Precisely this immunization has already been approved in more than 40 countries and in Mexico it received the endorsement of the Federal Commission for the Protection against Sanitary Risks (Cofepris) since end of May. At least at first it was exclusively used to inoculate the inhabitants of Baja California thanks to a donation from the United States government.
Disputes that have arisen
Since then it has continued its application around the world although it has had to face various adversities. One of the most serious occurred when it was associated with cases of thrombosis. As a consequence Denmark has already completely suspended its application. While Belgium only recommends it in people over 41 years old.
It is also necessary to remember a New York Times report where at least 100 suspected cases of the Guillain Barre syndrome appeared in people who had received the Johnson & Johnson vaccine.
Faced with this situation and due to the high number, the United States Food and Drug Administration (FDA) ordered to modify the warnings on the label of this biological. Since then, a legend was added where it is mentioned that the risk of developing this rare neurological condition can increase.
They identify a new serious side effect and two minor ones
While now the pharmaceutical is in danger again. It is all due to a release of the European Medicines Agency (EMA).
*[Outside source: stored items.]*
impl<S: System> Worker<S> {
    /// Wraps `sampler` in a prefetch engine when `prefetch` is set.
    pub fn new(sampler: Sampler<S>, prefetch: Option<&PrefetchConfig>) -> Result<Self, McError> {
        Ok(match prefetch {
            Some(config) if config.threads > 1 => Worker::Prefetch(Prefetch::new(sampler, config)?),
            _ => Worker::Serial(sampler),
        })
    }

    /// Canonical chain.
    pub fn sampler(&self) -> &Sampler<S> {
        match self {
            Worker::Serial(sampler) => sampler,
            Worker::Prefetch(prefetch) => prefetch.canonical(),
        }
    }

    /// Mutable canonical chain. Call [`Worker::resync`] after mutating it.
    pub fn sampler_mut(&mut self) -> &mut Sampler<S> {
        match self {
            Worker::Serial(sampler) => sampler,
            Worker::Prefetch(prefetch) => prefetch.canonical_mut(),
        }
    }

    /// Propagates canonical changes to prefetch replicas.
    pub fn resync(&mut self) {
        if let Worker::Prefetch(prefetch) = self {
            prefetch.resync();
        }
    }

    /// Resolves `num` attempts.
    pub fn attempt(&mut self, num: u64) -> Result<Vec<Outcome>, McError> {
        match self {
            Worker::Serial(sampler) => sampler.attempt(num),
            Worker::Prefetch(prefetch) => prefetch.attempt(num),
        }
    }

    /// Attempts until complete or `budget` total attempts are spent.
    pub fn run_until_complete(&mut self, budget: u64) -> Result<bool, McError> {
        match self {
            Worker::Serial(sampler) => sampler.run_until_complete(budget),
            Worker::Prefetch(prefetch) => prefetch.run_until_complete(budget),
        }
    }

    /// Attempts resolved so far.
    pub fn attempts(&self) -> u64 {
        self.sampler().attempts()
    }

    /// Consumes the worker, returning its canonical chain.
    pub fn into_sampler(self) -> Sampler<S> {
        match self {
            Worker::Serial(sampler) => sampler,
            Worker::Prefetch(prefetch) => prefetch.into_canonical(),
        }
    }
}

/// Flat-histogram windows sampled in parallel.
#[derive(Debug)]
pub struct WindowManager<S: System> {
    config: WindowConfig,
    master_seed: u64,
    workers: Vec<Worker<S>>,
    pool: rayon::ThreadPool,
    exchange: Vec<ExchangeStats>,
    round: u64,
    previous_attempts: u64,
    spliced: Option<LnProbability>,
}

impl<S: System> WindowManager<S> {
    /// Lays out windows over the criteria's histogram and gives each a copy
    /// of `system`, `criteria` and `trials`.
    pub fn new(
        system: S,
        criteria: Criteria,
        trials: TrialSet<S::Move>,
        config: &WindowConfig,
        prefetch: Option<&PrefetchConfig>,
        master_seed: u64,
    ) -> Result<Self, McError> {
        let num_bins = criteria
            .macrostate()
            .map(|macrostate| macrostate.num_bins())
            .ok_or_else(|| {
                McError::config("windows-metropolis", "windows need a flat-histogram criteria")
            })?;
        let layout = boundaries(0, num_bins - 1, config)?;
        let mut samplers = Vec::with_capacity(layout.len());
        for window in &layout {
            let mut window_criteria = criteria.clone();
            if let Some(macrostate) = window_criteria.macrostate_mut() {
                macrostate.set_soft_bounds(window.soft_min, window.soft_max)?;
            }
            samplers.push(Sampler::new(
                system.clone(),
                window_criteria,
                trials.clone(),
                window_seed(master_seed, window.index),
            )?);
        }
        info!(
            "laid out {} windows over {num_bins} bins: {:?}",
            layout.len(),
            layout.iter().map(|w| (w.soft_min, w.soft_max)).collect::<Vec<_>>()
        );
        Self::from_samplers(samplers, config, prefetch, master_seed, 0, Vec::new())
    }

    /// Rebuilds a manager around existing chains, e.g. from a checkpoint.
    pub fn from_samplers(
        samplers: Vec<Sampler<S>>,
        config: &WindowConfig,
        prefetch: Option<&PrefetchConfig>,
        master_seed: u64,
        round: u64,
        exchange: Vec<ExchangeStats>,
    ) -> Result<Self, McError> {
        if samplers.is_empty() {
            return Err(McError::config("windows-empty", "at least one window is required"));
        }
        let pool = rayon::ThreadPoolBuilder::new()
            .num_threads(samplers.len())
            .build()
            .map_err(|err| McError::Config(ErrorInfo::new("thread-pool", err.to_string())))?;
        let previous_attempts = samplers[0].attempts();
        let pairs = samplers.len() - 1;
        let exchange = if exchange.len() == pairs {
            exchange
        } else {
            vec![ExchangeStats::default(); pairs]
        };
        let workers = samplers
            .into_iter()
            .map(|sampler| Worker::new(sampler, prefetch))
            .collect::<Result<Vec<_>, _>>()?;
        Ok(Self {
            config: config.clone(),
            master_seed,
            workers,
            pool,
            exchange,
            round,
            previous_attempts,
            spliced: None,
        })
    }

    /// Current layout, read from each worker's soft bounds.
    pub fn windows(&self) -> Vec<Window> {
        let total = self.workers.len();
        self.workers
            .iter()
            .enumerate()
            .map(|(index, worker)| {
                let (soft_min, soft_max) = worker
                    .sampler()
                    .criteria
                    .macrostate()
                    .map_or((0, 0), |m| (m.soft_min(), m.soft_max()));
                Window {
                    index,
                    total,
                    soft_min,
                    soft_max,
                }
            })
            .collect()
    }

    /// Workers in window order.
    pub fn workers(&self) -> &[Worker<S>] {
        &self.workers
    }

    /// Completed rounds.
    pub fn round(&self) -> u64 {
        self.round
    }

    /// Master seed.
    pub fn master_seed(&self) -> u64 {
        self.master_seed
    }

    /// Exchange counters per neighbouring pair.
    pub fn exchange_stats(&self) -> &[ExchangeStats] {
        &self.exchange
    }

    /// Last spliced estimate over the whole histogram.
    pub fn spliced(&self) -> Option<&LnProbability> {
        self.spliced.as_ref()
    }

    /// Attempts resolved per window.
    pub fn attempts(&self) -> u64 {
        self.workers.iter().map(Worker::attempts).min().unwrap_or(0)
    }

    /// Whether every window reached its completion criterion.
    pub fn is_complete(&self) -> bool {
        self.workers
            .iter()
            .all(|worker| worker.sampler().criteria.is_complete())
    }

    /// Walks every window's system into its range.
    pub fn initialize(&mut self) -> Result<(), McError> {
        let windows = self.windows();
        let master_seed = self.master_seed;
        let attempts = self.config.seek_attempts;
        self.pool.install(|| {
            self.workers
                .par_iter_mut()
                .zip(&windows)
                .try_for_each(|(worker, window)| -> Result<(), McError> {
                    let reached = worker.sampler_mut().seek(
                        window.soft_min,
                        window.soft_max,
                        attempts,
                        seek_seed(master_seed, window.index),
                    )?;
                    worker.resync();
                    if !reached {
                        return Err(McError::Config(
                            ErrorInfo::new("seek-failed", "window never reached its range")
                                .with_context("window", window.index)
                                .with_context("soft_min", window.soft_min)
                                .with_context("soft_max", window.soft_max)
                                .with_context(
                                    "bin",
                                    format!("{:?}", worker.sampler().criteria.current_bin()),
                                )
                                .with_hint("raise windows.seek_attempts or start inside the window"),
                        ));
                    }
                    debug!("window {} seeded", window.index);
                    Ok(())
                })
        })
    }

    /// One round: `attempts` attempts per window in parallel, an exchange
    /// pass, then a splice whenever a multiple of `splice_interval` was crossed.
    pub fn run_round(&mut self, attempts: u64) -> Result<Vec<Vec<Outcome>>, McError> {
        let outcomes = self.pool.install(|| {
            self.workers
                .par_iter_mut()
                .map(|worker| worker.attempt(attempts))
                .collect::<Result<Vec<_>, _>>()
        })?;
        self.round += 1;
        self.exchange()?;
        let done = self.attempts();
        let interval = self.config.splice_interval;
        if interval > 0 && done / interval > self.previous_attempts / interval {
            self.splice()?;
            if self.config.adjust_bounds {
                self.adjust_bounds(self.config.min_window_size)?;
            }
        }
        self.previous_attempts = done;
        Ok(outcomes)
    }

    /// Rounds of `exchange_interval` attempts until every window is complete
    /// or `budget` attempts per window are spent. Returns whether every
    /// window completed.
    pub fn run(&mut self, budget: u64) -> Result<bool, McError> {
        while !self.is_complete() && self.attempts() < budget {
            let attempts = self.config.exchange_interval.min(budget - self.attempts());
            self.run_round(attempts)?;
        }
        self.splice()?;
        Ok(self.is_complete())
    }

    /// Configuration-exchange pass over neighbouring windows whose walkers
    /// both sit in the shared strip. Biases are left untouched.
    pub fn exchange(&mut self) -> Result<(), McError> {
        for pair in 0..self.workers.len().saturating_sub(1) {
            let (lower, upper) = self.workers.split_at_mut(pair + 1);
            let (a, b) = (&mut lower[pair], &mut upper[0]);
            let (Some(bin_a), Some(bin_b)) = (
                a.sampler().criteria.current_bin(),
                b.sampler().criteria.current_bin(),
            ) else {
                continue;
            };
            let strip_min = b
                .sampler()
                .criteria
                .macrostate()
                .map_or(usize::MAX, |m| m.soft_min());
            let strip_max = a.sampler().criteria.macrostate().map_or(0, |m| m.soft_max());
            let in_strip = |bin: usize| bin >= strip_min && bin <= strip_max;
            if !(in_strip(bin_a) && in_strip(bin_b)) {
                continue;
            }
            let probability =
                exchange_acceptance(&a.sampler().criteria, bin_a, &b.sampler().criteria, bin_b);
            let mut rng = RngHandle::from_seed(exchange_seed(self.master_seed, self.round, pair));
            let accepted = attempt_exchange(probability, &mut rng);
            let stats = &mut self.exchange[pair];
            stats.attempted += 1;
            stats.probability_sum += probability;
            if accepted {
                stats.accepted += 1;
                let (sa, sb) = (a.sampler_mut(), b.sampler_mut());
                std::mem::swap(&mut sa.system, &mut sb.system);
                sa.criteria.sync(&sa.system)?;
                sb.criteria.sync(&sb.system)?;
                a.resync();
                b.resync();
            }
            trace!(
                "exchange round={} pair={pair} bins=({bin_a},{bin_b}) p={probability:.4} accepted={accepted}",
                self.round
            );
        }
        Ok(())
    }

    /// Splices every window's estimate into one over the whole histogram.
    pub fn splice(&mut self) -> Result<&LnProbability, McError> {
        let windows = self.windows();
        let pieces = self
            .workers
            .iter()
            .zip(&windows)
            .filter_map(|(worker, window)| {
                worker.sampler().criteria.bias().map(|bias| Piece {
                    bias,
                    soft_min: window.soft_min,
                    soft_max: window.soft_max,
                })
            })
            .collect::<Vec<_>>();
        let spliced = splice(&pieces)?;
        debug!("spliced {} windows at round {}", pieces.len(), self.round);
        Ok(self.spliced.insert(spliced))
    }

    /// Moves each shared boundary one bin toward the window with fewer
    /// iterations, keeping the overlap. A move that would drop a walker's
    /// current bin or leave fewer than `min_window_size` bins is skipped.
    pub fn adjust_bounds(&mut self, min_window_size: usize) -> Result<(), McError> {
        for pair in 0..self.workers.len().saturating_sub(1) {
            let (lower, upper) = self.workers.split_at_mut(pair + 1);
            let (a, b) = (&mut lower[pair], &mut upper[0]);
            let iterations = |worker: &Worker<S>| {
                worker
                    .sampler()
                    .criteria
                    .bias()
                    .map_or(0, |bias| bias.num_iterations())
            };
            let (iter_a, iter_b) = (iterations(&*a), iterations(&*b));
            if iter_a == iter_b {
                continue;
            }
            let shrink_lower = iter_a < iter_b;
            let (shrinking, growing) = if shrink_lower {
                (&mut *a, &mut *b)
            } else {
                (&mut *b, &mut *a)
            };
            let Some(bin) = shrinking.sampler().criteria.current_bin() else {
                continue;
            };
            let Some(macrostate) = shrinking.sampler().criteria.macrostate() else {
                continue;
            };
            let (soft_min, soft_max) = (macrostate.soft_min(), macrostate.soft_max());
            let size = soft_max - soft_min + 1;
            let keeps_walker = if shrink_lower {
                bin < soft_max
            } else {
                bin > soft_min
            };
            if size <= min_window_size || !keeps_walker {
                trace!("bound adjustment of pair {pair} skipped");
                continue;
            }
            if let Some(macrostate) = shrinking.sampler_mut().criteria.macrostate_mut() {
                if shrink_lower {
                    macrostate.shrink_max()?;
                } else {
                    macrostate.shrink_min()?;
                }
            }
            if let Some(macrostate) = growing.sampler_mut().criteria.macrostate_mut() {
                if shrink_lower {
                    macrostate.extend_min()?;
                } else {
                    macrostate.extend_max()?;
                }
            }
            shrinking.resync();
            growing.resync();
            debug!(
                "moved boundary of pair {pair} toward window {}",
                if shrink_lower { pair } else { pair + 1 }
            );
        }
        Ok(())
    }

    /// Consumes the manager, returning each window's canonical chain.
    pub fn into_samplers(self) -> Vec<Sampler<S>> {
        self.workers.into_iter().map(Worker::into_sampler).collect()
    }
}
What is indicated is that from the review of recent cases it is now recommended to include Immune Thrombocytopenia as possible serious biological side effects.
That is not all because it is mentioned that dizziness and tinnitus are also related to the administration of the vaccine although both are not serious.
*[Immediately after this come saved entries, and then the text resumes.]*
//! Deterministic RNG wrapper and seed-derivation helpers.

use rand::rngs::StdRng;
use rand::{Rng, RngCore, SeedableRng};
use siphasher::sip::SipHasher13;
use std::hash::Hasher;

/// Deterministic RNG handle used by every trial, exchange and seek step.
///
/// The handle is a thin wrapper around `StdRng`. A master `seed: u64` must be
/// provided by the caller. Substreams are derived by hashing
/// `(master_seed, substream_id)` with SipHash-1-3 configured with fixed zero
/// keys. Every Monte Carlo attempt owns its own substream, which is what lets
/// the prefetch engine replay a trial on another thread and land on exactly
/// the same perturbation and uniform draw.
#[derive(Debug, Clone)]
pub struct RngHandle {
    rng: StdRng,
}

impl RngHandle {
    /// Creates a new RNG handle from a master seed.
    pub fn from_seed(seed: u64) -> Self {
        Self {
            rng: StdRng::seed_from_u64(seed),
        }
    }

    /// Returns a mutable reference to the underlying RNG for advanced usage.
    pub fn inner_mut(&mut self) -> &mut StdRng {
        &mut self.rng
    }

    /// Uniform draw in `[0, 1)`.
    pub fn uniform(&mut self) -> f64 {
        self.rng.gen::<f64>()
    }

    /// Uniform index in `[0, upper)`. `upper` must be non-zero.
    pub fn index(&mut self, upper: usize) -> usize {
        self.rng.gen_range(0..upper)
    }
}

impl RngCore for RngHandle {
    fn next_u32(&mut self) -> u32 {
        self.rng.next_u32()
    }

    fn next_u64(&mut self) -> u64 {
        self.rng.next_u64()
    }

    fn fill_bytes(&mut self, dest: &mut [u8]) {
        self.rng.fill_bytes(dest)
    }

    fn try_fill_bytes(&mut self, dest: &mut [u8]) -> Result<(), rand::Error> {
        self.rng.try_fill_bytes(dest)
    }
}

/// Derives the deterministic seed for a specific substream.
pub fn derive_substream_seed(master_seed: u64, substream: u64) -> u64 {
    let mut hasher = SipHasher13::new_with_keys(0, 0);
    hasher.write_u64(master_seed);
    hasher.write_u64(substream);
    hasher.finish()
}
During its August plenary meeting, EMA’s safety committee, the #PRAC, discussed the safety of # COVID19vaccines. Read more:
👉https://t.co/n655W6qPKt#SafetyOfVaccines #HealthUnion pic.twitter.com/uXVkpwpx5W– EU Medicines Agency (@EMA_News) August 6, 2021
In reaching this conclusion, the EMA took into account all currently available evidence. This included an analysis of 1,183 cases of dizziness identified as part of spontaneous reports of anxiety-related immunization reactions.
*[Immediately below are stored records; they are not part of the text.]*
use serde::{Deserialize, Serialize};

use fhmc_core::{ErrorInfo, McError, System};

/// Order parameter used to bin system states.
#[derive(Debug, Clone, Copy, PartialEq, Eq, Serialize, Deserialize)]
#[serde(rename_all = "kebab-case")]
pub enum MacrostateKind {
    /// Number of particles.
    NumParticles,
    /// Total potential energy.
    Energy,
}

/// Fixed-width histogram whose bins are centred on `min + i * width`.
#[derive(Debug, Clone, PartialEq, Serialize, Deserialize)]
pub struct Histogram {
    width: f64,
    min: f64,
    num_bins: usize,
}

impl Histogram {
    /// Builds the histogram covering `[min, max]` with bins of `width`.
    pub fn new(width: f64, min: f64, max: f64) -> Result<Self, McError> {
        if !(width.is_finite() && width > 0.0 && min.is_finite() && max.is_finite()) {
            return Err(McError::Config(
                ErrorInfo::new("histogram-range", "histogram width and range must be finite")
                    .with_context("width", width)
                    .with_context("min", min)
                    .with_context("max", max),
            ));
        }
        let span = ((max - min) / width).round();
        if span < 1.0 {
            return Err(McError::Config(
                ErrorInfo::new("histogram-bins", "num >= 2 required for a histogram")
                    .with_context("min", min)
                    .with_context("max", max)
                    .with_context("width", width),
            ));
        }
        Ok(Self {
            width,
            min,
            num_bins: span as usize + 1,
        })
    }

    /// Bin width.
    pub fn width(&self) -> f64 {
        self.width
    }

    /// Centre of the first bin.
    pub fn min(&self) -> f64 {
        self.min
    }

    /// Centre of the last bin.
    pub fn max(&self) -> f64 {
        self.center_of_bin(self.num_bins - 1)
    }

    /// Number of bins.
    pub fn num_bins(&self) -> usize {
        self.num_bins
    }

    /// Lower edge of the first bin.
    pub fn origin(&self) -> f64 {
        self.min - 0.5 * self.width
    }

    /// Centre value of `bin`.
    pub fn center_of_bin(&self, bin: usize) -> f64 {
        self.min + bin as f64 * self.width
    }

    /// Bin of `value`. May fall outside `[0, num_bins)`.
    pub fn bin(&self, value: f64) -> i64 {
        ((value - self.origin()) / self.width).floor() as i64
    }
}

/// Maps a system snapshot to a histogram bin and enforces soft bounds.
#[derive(Debug, Clone, PartialEq, Serialize, Deserialize)]
pub struct Macrostate {
    kind: MacrostateKind,
    histogram: Histogram,
    soft_min: usize,
    soft_max: usize,
}

impl Macrostate {
    /// Macrostate with soft bounds spanning the whole histogram.
    pub fn new(kind: MacrostateKind, histogram: Histogram) -> Self {
        let soft_max = histogram.num_bins() - 1;
        Self {
            kind,
            histogram,
            soft_min: 0,
            soft_max,
        }
    }

    /// Order parameter kind.
    pub fn kind(&self) -> MacrostateKind {
        self.kind
    }

    /// Underlying histogram.
    pub fn histogram(&self) -> &Histogram {
        &self.histogram
    }

    /// Number of bins in the full histogram.
    pub fn num_bins(&self) -> usize {
        self.histogram.num_bins()
    }

    /// Centre value of `bin`.
    pub fn center_of_bin(&self, bin: usize) -> f64 {
        self.histogram.center_of_bin(bin)
    }

    /// Order parameter of `system`.
    pub fn value<S: System>(&self, system: &S) -> f64 {
        match self.kind {
            MacrostateKind::NumParticles => system.num_particles() as f64,
            MacrostateKind::Energy => system.current_energy(),
        }
    }

    /// Bin of `system`.
    pub fn bin<S: System>(&self, system: &S) -> i64 {
        self.histogram.bin(self.value(system))
    }

    /// Whether `system`, shifted by `shift` bins, lies inside the soft bounds.
    pub fn is_allowed<S: System>(&self, system: &S, shift: i64) -> bool {
        self.is_bin_allowed(self.bin(system) + shift)
    }

    /// Whether `bin` lies inside the soft bounds.
    pub fn is_bin_allowed(&self, bin: i64) -> bool {
        bin >= self.soft_min as i64 && bin <= self.soft_max as i64
    }

    /// Whether `bin` lies inside the full histogram.
    pub fn in_histogram(&self, bin: i64) -> bool {
        bin >= 0 && bin < self.num_bins() as i64
    }

    /// Lowest allowed bin.
    pub fn soft_min(&self) -> usize {
        self.soft_min
    }

    /// Highest allowed bin.
    pub fn soft_max(&self) -> usize {
        self.soft_max
    }

    /// Replaces both soft bounds.
    pub fn set_soft_bounds(&mut self, soft_min: usize, soft_max: usize) -> Result<(), McError> {
        if soft_min > soft_max || soft_max >= self.num_bins() {
            return Err(McError::Config(
                ErrorInfo::new("soft-bounds", "soft bounds must satisfy min <= max < num_bins")
                    .with_context("soft_min", soft_min)
                    .with_context("soft_max", soft_max)
                    .with_context("num_bins", self.num_bins()),
            ));
        }
        self.soft_min = soft_min;
        self.soft_max = soft_max;
        Ok(())
    }

    /// Grows the upper soft bound by one bin.
    pub fn extend_max(&mut self) -> Result<(), McError> {
        self.set_soft_bounds(self.soft_min, self.soft_max + 1)
    }

    /// Shrinks the lower soft bound by one bin.
    pub fn shrink_min(&mut self) -> Result<(), McError> {
        self.set_soft_bounds(self.soft_min + 1, self.soft_max)
    }

    /// Grows the lower soft bound by one bin.
    pub fn extend_min(&mut self) -> Result<(), McError> {
        let soft_min = self.soft_min.checked_sub(1).ok_or_else(|| {
            McError::config("soft-bounds", "soft minimum is already the first bin")
        })?;
        self.set_soft_bounds(soft_min, self.soft_max)
    }

    /// Shrinks the upper soft bound by one bin.
    pub fn shrink_max(&mut self) -> Result<(), McError> {
        let soft_max = self.soft_max.checked_sub(1).ok_or_else(|| {
            McError::config("soft-bounds", "soft maximum is already the first bin")
        })?;
        self.set_soft_bounds(self.soft_min, soft_max)
    }
}

#[cfg(test)]
mod tests {
    use super::*;

    #[test]
    fn bins_are_centred_on_integers() {
        let hist = Histogram::new(1.0, 0.0, 4.0).unwrap();
        assert_eq!(hist.num_bins(), 5);
        assert_eq!(hist.bin(0.0), 0);
        assert_eq!(hist.bin(0.49), 0);
        assert_eq!(hist.bin(0.5), 1);
        assert_eq!(hist.bin(5.0), 5);
        assert_eq!(hist.bin(-1.0), -1);
        assert_eq!(hist.max(), 4.0);
    }

    #[test]
    fn single_bin_histogram_is_rejected() {
        let err = Histogram::new(1.0, 3.0, 3.0).unwrap_err();
        assert_eq!(err.info().code, "histogram-bins");
        assert!(Histogram::new(0.0, 0.0, 3.0).is_err());
    }

    #[test]
    fn soft_bounds_move_one_bin_at_a_time() {
        let mut macrostate =
            Macrostate::new(MacrostateKind::NumParticles, Histogram::new(1.0, 0.0, 9.0).unwrap());
        macrostate.set_soft_bounds(2, 5).unwrap();
        macrostate.extend_max().unwrap();
        macrostate.shrink_min().unwrap();
        assert_eq!((macrostate.soft_min(), macrostate.soft_max()), (3, 6));
        macrostate.extend_min().unwrap();
        macrostate.shrink_max().unwrap();
        assert_eq!((macrostate.soft_min(), macrostate.soft_max()), (2, 5));
        assert!(macrostate.is_bin_allowed(2));
        assert!(!macrostate.is_bin_allowed(6));
        assert!(macrostate.set_soft_bounds(5, 10).is_err());
    }
}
Regarding tinnitus, the EMA investigated six cases observed in clinical trials and 108 cases identified by the company during follow-up of spontaneous reports.
From the above, now the health authorities recommend modifying the product information to add dizziness and tinnitus as adverse reactions. In this way, the population can be alerted to these possible side effects.
While despite all the aforementioned, the EMA emphasizes that the balance of risks and benefits remains the same. Therefore, Johnson & Johnson’s vaccine application around the world should continue smoothly.